▶ [Supplied data]:
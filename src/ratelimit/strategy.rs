//! The contract every classification strategy implements.

use http::Response;
use std::sync::Arc;
use std::time::Duration;

use crate::error::{KeyclassError, Result};

use super::decision::Decision;
use super::filter::{TargetFilter, TargetFilterConfig};
use super::limiter::{LimitContext, LimitHandler, TooManyRequests};
use super::request::RequestInfo;

/// A request classifier.
///
/// Implementations hold only read-only configuration, so `decide` can run
/// concurrently for many requests.
pub trait KeyStrategy: std::fmt::Debug + Send + Sync {
    /// Stable identifier used in logs and passed to the limit handler.
    fn name(&self) -> &str;

    /// Base values and target filter shared by all strategies.
    fn base(&self) -> &StrategyBase;

    /// Classify a request.
    ///
    /// Errors are reserved for requests that cannot be classified at all;
    /// "not subject to a quota" is [`Decision::Unlimited`].
    fn decide(&self, request: &RequestInfo) -> Result<Decision>;

    /// Whether rate limit headers should be attached to forwarded responses.
    fn should_set_rate_limit_headers(&self) -> bool {
        false
    }

    /// Whether the request passes the target filter.
    fn in_scope(&self, request: &RequestInfo) -> bool {
        self.base().filter.in_scope(request)
    }

    /// Produce the response for a request whose bucket is over quota.
    fn on_limit(&self, ctx: &LimitContext) -> Response<String> {
        self.base().on_limit.on_limit(ctx, self.name())
    }
}

/// Values every strategy is constructed with.
#[derive(Clone)]
pub struct StrategyBase {
    /// Requests allowed per window; negative disables limiting
    pub limit: i64,
    /// Window length, always non-zero
    pub window: Duration,
    pub filter: TargetFilter,
    on_limit: Arc<dyn LimitHandler>,
}

impl StrategyBase {
    /// Create base values with a permit-all target filter.
    pub fn new(limit: i64, window: Duration) -> Result<Self> {
        Self::with_filter(limit, window, &TargetFilterConfig::default())
    }

    /// Create base values with a target filter.
    pub fn with_filter(limit: i64, window: Duration, filter: &TargetFilterConfig) -> Result<Self> {
        if window.is_zero() {
            return Err(KeyclassError::Config(
                "window length must be greater than zero".to_string(),
            ));
        }
        Ok(Self {
            limit,
            window,
            filter: TargetFilter::new(filter),
            on_limit: Arc::new(TooManyRequests),
        })
    }

    /// Replace the handler invoked when a bucket is over quota.
    pub fn with_limit_handler(mut self, handler: Arc<dyn LimitHandler>) -> Self {
        self.on_limit = handler;
        self
    }

    /// A limited decision for `key` using the base limit.
    pub fn limited(&self, key: impl Into<String>) -> Decision {
        Decision::limited(key, self.limit, self.window)
    }
}

impl std::fmt::Debug for StrategyBase {
    fn fmt(&self, f: &mut std::fmt::Formatter<'_>) -> std::fmt::Result {
        f.debug_struct("StrategyBase")
            .field("limit", &self.limit)
            .field("window", &self.window)
            .field("filter", &self.filter)
            .finish_non_exhaustive()
    }
}

#[cfg(test)]
mod tests {
    use super::*;
    use http::StatusCode;

    #[test]
    fn test_zero_window_rejected() {
        let err = StrategyBase::new(10, Duration::ZERO).unwrap_err();
        assert!(matches!(err, KeyclassError::Config(_)));
    }

    #[test]
    fn test_limited_uses_base_values() {
        let base = StrategyBase::new(7, Duration::from_secs(30)).unwrap();
        assert_eq!(
            base.limited("k"),
            Decision::Limited {
                key: "k".to_string(),
                limit: 7,
                window: Duration::from_secs(30),
            }
        );
    }

    #[test]
    fn test_custom_limit_handler() {
        let handler = |_ctx: &LimitContext, name: &str| {
            Response::builder()
                .status(StatusCode::SERVICE_UNAVAILABLE)
                .body(format!("blocked by {}", name))
                .unwrap_or_default()
        };
        let base = StrategyBase::new(1, Duration::from_secs(1))
            .unwrap()
            .with_limit_handler(Arc::new(handler));

        let ctx = LimitContext {
            key: "k".to_string(),
            limit: 1,
            count: 1,
            window: Duration::from_secs(1),
            reset_after: Duration::from_millis(500),
        };
        let response = base.on_limit.on_limit(&ctx, "test");
        assert_eq!(response.status(), StatusCode::SERVICE_UNAVAILABLE);
        assert_eq!(response.body(), "blocked by test");
    }
}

▶ [Aim of the exercise]:
Only the number is needed here: how many lines of the listing include "StatusCode"?

▶ [Response]:
3